Community health clinics that serve some of the region’s most vulnerable residents are struggling with how to keep their doors open while patient visits plummet during the coronavirus shelter-in-place mandate.
Statewide, patient visits are down by roughly half across California’s network of community clinics and health centers, leading to tens of millions in lost revenue each week.
Many local health clinics that primarily serve low-income residents and rely on Medicaid reimbursements to make up a large portion of their income. So the dramatic reductions in patient visits threaten their ability to stay open and care for the kinds of patients who are at a heightened risk of contracting the virus.
Experts say the Bay Area, which has been in lockdown longer than anywhere else in the nation, has been particularly affected, with some already instituting furloughs or layoffs.
“The Bay Area clinics are hard-hit,’ says Carmela Castellano-Garcia, president and chief executive officer of the California Primary Care Association.
There are about 1,300 community clinics and health centers (CCHCs) across California serving more than 7 million patients annually — nearly one-sixth of the state’s population.
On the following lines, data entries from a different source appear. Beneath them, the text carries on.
//! Minimal reader for the repository `config` file: ini-style sections with
//! optional quoted subsections, `key = value` pairs. Only remote URLs are
//! surfaced; everything else in the file is ignored.

use std::collections::HashMap;

use crate::utils::expand_home;

/// Extract `[remote "<name>"] url = ...` pairs into an immutable map.
///
/// A URL beginning with `~/` is expanded against the user's home directory
/// (local filesystem remotes).
pub fn parse_remote_urls(text: &str) -> HashMap<String, String> {
    let mut remotes = HashMap::new();
    let mut current_remote: Option<String> = None;

    for line in text.lines() {
        let line = strip_comment(line).trim();
        if line.is_empty() {
            continue;
        }
        if line.starts_with('[') {
            current_remote = parse_section(line).and_then(|(section, subsection)| {
                (section.eq_ignore_ascii_case("remote")).then_some(subsection?)
            });
            continue;
        }
        let Some(remote) = current_remote.as_ref() else {
            continue;
        };
        if let Some((key, value)) = line.split_once('=') {
            if key.trim().eq_ignore_ascii_case("url") {
                let value = unquote(value.trim());
                let value = if value.starts_with('~') {
                    expand_home(&value).to_string_lossy().into_owned()
                } else {
                    value
                };
                remotes.insert(remote.clone(), value);
            }
        }
    }
    remotes
}

/// Parse `[section]` or `[section "subsection"]`.
fn parse_section(line: &str) -> Option<(String, Option<String>)> {
    let inner = line.strip_prefix('[')?.strip_suffix(']')?.trim();
    match inner.split_once(' ') {
        Some((section, rest)) => {
            let subsection = rest.trim().trim_matches('"').to_string();
            Some((section.to_string(), Some(subsection)))
        }
        None => Some((inner.to_string(), None)),
    }
}

fn strip_comment(line: &str) -> &str {
    // Quoted values never carry remote URLs with `#`/`;` in practice;
    // a plain scan is what the original reader does as well.
    match line.find(['#', ';']) {
        Some(pos) => &line[..pos],
        None => line,
    }
}

fn unquote(value: &str) -> String {
    value
        .strip_prefix('"')
        .and_then(|v| v.strip_suffix('"'))
        .unwrap_or(value)
        .to_string()
}

#[cfg(test)]
mod tests {
    use super::parse_remote_urls;

    /// Remote sections yield name → url; other sections are ignored.
    #[test]
    fn parse_remotes() {
        let text = r#"
[core]
	repositoryformatversion = 0
	bare = false
[remote "origin"]
	url = https://github.com/demo/repo.git
	fetch = +refs/heads/*:refs/remotes/origin/*
[remote "backup"]
	url = "git@mirror.example:demo/repo.git"
[branch "main"]
	remote = origin
"#;
        let remotes = parse_remote_urls(text);
        assert_eq!(remotes.len(), 2);
        assert_eq!(remotes["origin"], "https://github.com/demo/repo.git");
        assert_eq!(remotes["backup"], "git@mirror.example:demo/repo.git");
    }

    /// Comments are stripped; a remote without url yields nothing.
    #[test]
    fn comments_and_missing_url() {
        let text = "[remote \"origin\"]\n\turl = x.git # trailing note\n[remote \"empty\"]\n\tfetch = +refs/*:refs/*\n";
        let remotes = parse_remote_urls(text);
        assert_eq!(remotes["origin"], "x.git");
        assert!(!remotes.contains_key("empty"));
    }

    /// `~/` URLs expand against HOME.
    #[test]
    fn home_expansion() {
        // SAFETY: test-local env mutation.
        unsafe { std::env::set_var("HOME", "/home/carol") };
        let remotes = parse_remote_urls("[remote \"local\"]\n\turl = ~/mirrors/repo\n");
        assert_eq!(remotes["local"], "/home/carol/mirrors/repo");
    }
}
Many provide care to residents particularly at-risk of contracting the virus or uniquely vulnerable to it. Community health centers serve roughly 1 in every 3 MediCal recipients, and in 2019 worked with 486,628 migrant workers and 246,268 homeless residents, according to CPCA.
With patient visits down, Castellano-Garcia says California’s community clinics are collectively losing about $90 million a week. Up to 77 health centers statewide may not be able to make payroll within 90 days if the current trends persist.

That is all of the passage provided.